RIA firms only manage fee-based accounts. Inside those accounts several investments can be held—from mutual funds, ETFs (exchange traded funds), individual stocks, bonds, to alternative products like REITs. These same investments can be held in a commission account instead of a fee-based account. We have quite a few accounts like this. These accounts are not regularly traded. Typically, their holdings stay the same for long periods of time. The reason is that the 5% upfront commission makes it cost prohibitive to do a lot of trading in and out investments. We suggest these accounts if the product warrants it or clients do not want active management.

Active vs. Passive Management
Our thoughts on active versus passive management are that everyone loves passive on the way up and hates it on the way down. In extremely volatile markets, we highly recommend active management. Even in less volatile markets, our bias is toward active management because it is extremely difficult to time the market.

On Choosing a Hybrid Business
Why did we choose a hybrid business over an RIA? When clients need commission-only products, we know we can advise them well. Some products are only available via commission, like life and disability insurance, plus most annuities and alternative products. These products aren’t for everyone, all the time, but if a client’s situation warrants these, we want to provide access to that product and the subsequent service in the future.

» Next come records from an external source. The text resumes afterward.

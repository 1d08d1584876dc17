//! Ordered, named processing stages attached to a connection.
//!
//! Stages are stored type-erased; callers that installed a stage retrieve it
//! again by name and concrete type.

use std::any::Any;

use thiserror::Error;

pub type Stage = Box<dyn Any + Send>;

#[derive(Debug, Clone, PartialEq, Eq, Error)]
pub enum PipelineError {
    #[error("duplicate stage name: {0}")]
    DuplicateName(String),

    #[error("no stage named {0}")]
    NoSuchStage(String),

    #[error("stage {0} has an unexpected type")]
    TypeMismatch(String),
}

#[derive(Default)]
pub struct Pipeline {
    stages: Vec<(String, Stage)>,
}

impl Pipeline {
    pub fn new() -> Self {
        Self::default()
    }

    pub fn add_last<T: Any + Send>(
        &mut self,
        name: impl Into<String>,
        stage: T,
    ) -> Result<(), PipelineError> {
        let name = self.check_unique(name.into())?;
        self.stages.push((name, Box::new(stage)));
        Ok(())
    }

    pub fn add_first<T: Any + Send>(
        &mut self,
        name: impl Into<String>,
        stage: T,
    ) -> Result<(), PipelineError> {
        let name = self.check_unique(name.into())?;
        self.stages.insert(0, (name, Box::new(stage)));
        Ok(())
    }

    /// Insert `stage` immediately before the stage called `base`.
    pub fn add_before<T: Any + Send>(
        &mut self,
        base: &str,
        name: impl Into<String>,
        stage: T,
    ) -> Result<(), PipelineError> {
        let name = self.check_unique(name.into())?;
        let idx = self.index_of(base)?;
        self.stages.insert(idx, (name, Box::new(stage)));
        Ok(())
    }

    /// Insert `stage` immediately after the stage called `base`.
    pub fn add_after<T: Any + Send>(
        &mut self,
        base: &str,
        name: impl Into<String>,
        stage: T,
    ) -> Result<(), PipelineError> {
        let name = self.check_unique(name.into())?;
        let idx = self.index_of(base)?;
        self.stages.insert(idx + 1, (name, Box::new(stage)));
        Ok(())
    }

    pub fn remove(&mut self, name: &str) -> Result<Stage, PipelineError> {
        let idx = self.index_of(name)?;
        Ok(self.stages.remove(idx).1)
    }

    pub fn get_mut<T: Any>(&mut self, name: &str) -> Result<&mut T, PipelineError> {
        let idx = self.index_of(name)?;
        self.stages[idx]
            .1
            .downcast_mut::<T>()
            .ok_or_else(|| PipelineError::TypeMismatch(name.to_string()))
    }

    pub fn contains(&self, name: &str) -> bool {
        self.stages.iter().any(|(n, _)| n == name)
    }

    pub fn names(&self) -> Vec<&str> {
        self.stages.iter().map(|(n, _)| n.as_str()).collect()
    }

    pub fn len(&self) -> usize {
        self.stages.len()
    }

    pub fn is_empty(&self) -> bool {
        self.stages.is_empty()
    }

    fn index_of(&self, name: &str) -> Result<usize, PipelineError> {
        self.stages
            .iter()
            .position(|(n, _)| n == name)
            .ok_or_else(|| PipelineError::NoSuchStage(name.to_string()))
    }

    fn check_unique(&self, name: String) -> Result<String, PipelineError> {
        if self.contains(&name) {
            return Err(PipelineError::DuplicateName(name));
        }
        Ok(name)
    }
}

impl std::fmt::Debug for Pipeline {
    fn fmt(&self, f: &mut std::fmt::Formatter<'_>) -> std::fmt::Result {
        f.debug_list().entries(self.names()).finish()
    }
}
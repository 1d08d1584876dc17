//! Configuration loading from disk.

use std::fs;
use std::path::Path;

use crate::config::schema::TunnelConfig;
use crate::config::validation::{validate_config, ValidationError};

/// Error type for configuration loading.
#[derive(Debug)]
pub enum ConfigError {
    Io(std::io::Error),
    Parse(toml::de::Error),
    Validation(Vec<ValidationError>),
}

impl std::fmt::Display for ConfigError {
    fn fmt(&self, f: &mut std::fmt::Formatter<'_>) -> std::fmt::Result {
        match self {
            ConfigError::Io(e) => write!(f, "IO error: {}", e),
            ConfigError::Parse(e) => write!(f, "Parse error: {}", e),
            ConfigError::Validation(errors) => {
                write!(f, "Validation failed: ")?;
                for (i, err) in errors.iter().enumerate() {
                    if i > 0 {
                        write!(f, ", ")?;
                    }
                    write!(f, "{}", err)?;
                }
                Ok(())
            }
        }
    }
}

impl std::error::Error for ConfigError {
    fn source(&self) -> Option<&(dyn std::error::Error + 'static)> {
        match self {
            ConfigError::Io(e) => Some(e),
            ConfigError::Parse(e) => Some(e),
            ConfigError::Validation(_) => None,
        }
    }
}

/// Load and validate configuration from a TOML file.
pub fn load_config(path: &Path) -> Result<TunnelConfig, ConfigError> {
    let content = fs::read_to_string(path).map_err(ConfigError::Io)?;
    parse_config(&content)
}

/// Parse and validate configuration text.
pub fn parse_config(content: &str) -> Result<TunnelConfig, ConfigError> {
    let config: TunnelConfig = toml::from_str(content).map_err(ConfigError::Parse)?;
    validate_config(&config).map_err(ConfigError::Validation)?;
    Ok(config)
}
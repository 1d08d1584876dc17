//! Endpoints and per-attempt context.

use std::fmt;
use std::net::{IpAddr, SocketAddr};
use std::path::PathBuf;
use std::time::Duration;

use crate::handshake::error::HandshakeError;

/// The proxy the connection is actually made to.
#[derive(Debug, Clone, PartialEq, Eq)]
pub enum ProxyEndpoint {
    /// Internet endpoint. `host` is kept exactly as configured (name or IP).
    Inet { host: String, port: u16 },
    /// Non-IP endpoint, e.g. a local proxy listening on a Unix socket.
    Unix(PathBuf),
}

impl ProxyEndpoint {
    /// Build an internet endpoint.
    pub fn inet(host: impl Into<String>, port: u16) -> Self {
        ProxyEndpoint::Inet {
            host: host.into(),
            port,
        }
    }

    /// Parse `host:port` or `[v6]:port`.
    pub fn parse(value: &str) -> Result<Self, HandshakeError> {
        let (host, port) = split_host_port(value).ok_or_else(|| {
            HandshakeError::InvalidConfiguration(format!(
                "proxy address must be host:port, got {value:?}"
            ))
        })?;
        Ok(ProxyEndpoint::inet(host, port))
    }

    /// Value for the `Host` header, present only for internet endpoints.
    pub fn host_header(&self) -> Option<String> {
        match self {
            ProxyEndpoint::Inet { host, port } => Some(format_authority(host, *port)),
            ProxyEndpoint::Unix(_) => None,
        }
    }
}

impl From<SocketAddr> for ProxyEndpoint {
    fn from(addr: SocketAddr) -> Self {
        ProxyEndpoint::inet(addr.ip().to_string(), addr.port())
    }
}

impl fmt::Display for ProxyEndpoint {
    fn fmt(&self, f: &mut fmt::Formatter<'_>) -> fmt::Result {
        match self {
            ProxyEndpoint::Inet { host, port } => f.write_str(&format_authority(host, *port)),
            ProxyEndpoint::Unix(path) => write!(f, "unix:{}", path.display()),
        }
    }
}

/// Where the tunnel should finally lead.
#[derive(Debug, Clone, PartialEq, Eq)]
pub enum DestinationTarget {
    /// Already resolved; rendered with the IP literal.
    Resolved(SocketAddr),
    /// Not resolved locally; the proxy does the lookup.
    Unresolved { host: String, port: u16 },
}

impl DestinationTarget {
    pub fn unresolved(host: impl Into<String>, port: u16) -> Self {
        DestinationTarget::Unresolved {
            host: host.into(),
            port,
        }
    }

    /// Parse `host:port`. IP literals become [`DestinationTarget::Resolved`]
    /// without any lookup; everything else stays unresolved.
    pub fn parse(value: &str) -> Result<Self, HandshakeError> {
        let (host, port) = split_host_port(value).ok_or_else(|| {
            HandshakeError::InvalidConfiguration(format!(
                "destination must be host:port, got {value:?}"
            ))
        })?;
        Ok(match host.parse::<IpAddr>() {
            Ok(ip) => DestinationTarget::Resolved(SocketAddr::new(ip, port)),
            Err(_) => DestinationTarget::Unresolved { host, port },
        })
    }

    /// Textual host used in the request target.
    pub fn host(&self) -> String {
        match self {
            DestinationTarget::Resolved(addr) => addr.ip().to_string(),
            DestinationTarget::Unresolved { host, .. } => host.clone(),
        }
    }

    pub fn port(&self) -> u16 {
        match self {
            DestinationTarget::Resolved(addr) => addr.port(),
            DestinationTarget::Unresolved { port, .. } => *port,
        }
    }

    pub fn is_resolved(&self) -> bool {
        matches!(self, DestinationTarget::Resolved(_))
    }

    /// `<host>:<port>`, IPv6 literals bracketed.
    pub fn authority(&self) -> String {
        format_authority(&self.host(), self.port())
    }
}

impl From<SocketAddr> for DestinationTarget {
    fn from(addr: SocketAddr) -> Self {
        DestinationTarget::Resolved(addr)
    }
}

impl fmt::Display for DestinationTarget {
    fn fmt(&self, f: &mut fmt::Formatter<'_>) -> fmt::Result {
        f.write_str(&self.authority())
    }
}

/// Identity of one handshake attempt, shared with the protocol strategy and
/// used to prefix every handshake-phase error.
#[derive(Debug, Clone)]
pub struct HandshakeContext {
    protocol: String,
    auth_scheme: String,
    proxy: ProxyEndpoint,
    destination: DestinationTarget,
}

impl HandshakeContext {
    pub fn new(
        protocol: impl Into<String>,
        auth_scheme: impl Into<String>,
        proxy: ProxyEndpoint,
        destination: DestinationTarget,
    ) -> Self {
        Self {
            protocol: protocol.into(),
            auth_scheme: auth_scheme.into(),
            proxy,
            destination,
        }
    }

    pub fn protocol(&self) -> &str {
        &self.protocol
    }

    pub fn auth_scheme(&self) -> &str {
        &self.auth_scheme
    }

    pub fn proxy(&self) -> &ProxyEndpoint {
        &self.proxy
    }

    pub fn destination(&self) -> &DestinationTarget {
        &self.destination
    }

    /// `<protocol>, <auth-scheme>, <proxy> => <destination>`
    pub fn describe(&self) -> String {
        format!(
            "{}, {}, {} => {}",
            self.protocol, self.auth_scheme, self.proxy, self.destination
        )
    }

    pub fn violation(&self, reason: impl Into<String>) -> HandshakeError {
        HandshakeError::ProtocolViolation {
            context: self.describe(),
            reason: reason.into(),
        }
    }

    pub fn timeout(&self, timeout: Duration) -> HandshakeError {
        HandshakeError::HandshakeTimeout {
            context: self.describe(),
            timeout,
        }
    }

    pub fn closed_early(&self) -> HandshakeError {
        HandshakeError::ConnectionClosedEarly {
            context: self.describe(),
        }
    }

    pub fn transport(&self, message: impl fmt::Display) -> HandshakeError {
        HandshakeError::Transport {
            context: self.describe(),
            message: message.to_string(),
        }
    }

    pub fn codec_removal(&self) -> HandshakeError {
        HandshakeError::CodecRemoval {
            context: self.describe(),
        }
    }
}

/// Published to the connection once the tunnel is up, before any queued
/// write is released.
#[derive(Debug, Clone, PartialEq, Eq)]
pub struct ProxyConnectionEvent {
    pub protocol: String,
    pub auth_scheme: String,
    pub proxy: ProxyEndpoint,
    pub destination: DestinationTarget,
}

impl From<&HandshakeContext> for ProxyConnectionEvent {
    fn from(ctx: &HandshakeContext) -> Self {
        Self {
            protocol: ctx.protocol.clone(),
            auth_scheme: ctx.auth_scheme.clone(),
            proxy: ctx.proxy.clone(),
            destination: ctx.destination.clone(),
        }
    }
}

fn format_authority(host: &str, port: u16) -> String {
    if host.contains(':') && !host.starts_with('[') {
        format!("[{host}]:{port}")
    } else {
        format!("{host}:{port}")
    }
}

fn split_host_port(value: &str) -> Option<(String, u16)> {
    let (host, port) = value.rsplit_once(':')?;
    let port = port.parse::<u16>().ok()?;
    let host = host
        .strip_prefix('[')
        .and_then(|h| h.strip_suffix(']'))
        .unwrap_or(host);
    if host.is_empty() || (host.contains(':') && !value.starts_with('[')) {
        return None;
    }
    Some((host.to_string(), port))
}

One last note: some RIA firms and fee-only advisors tend to hold themselves out as having no conflicts of interest because they don’t get paid commissions. But are they paid? Yes. It’s only the by whom that differs. I don’t agree with this no-conflicts assertion and neither does Jim. I firmly believe that anytime money exchanges hands there is an inherent conflict of interest. I can’t be convinced otherwise. Here is the reason: humans! Humans are fallible. They like to do things in their own best interest.

There’s only two things you can do with a conflict of interest. You can disclose it or mitigate it. But you can NEVER eliminate it. That's my 2nd superlative in this post. I’ll count that as having hit my acronym and superlative limit for the day. If you have any questions about what kind of accounts you have, whether you’re a client or not, feel free to reach out to us at hello@mammoth.financial. Cheers to demystifying how we independent financial planners get paid.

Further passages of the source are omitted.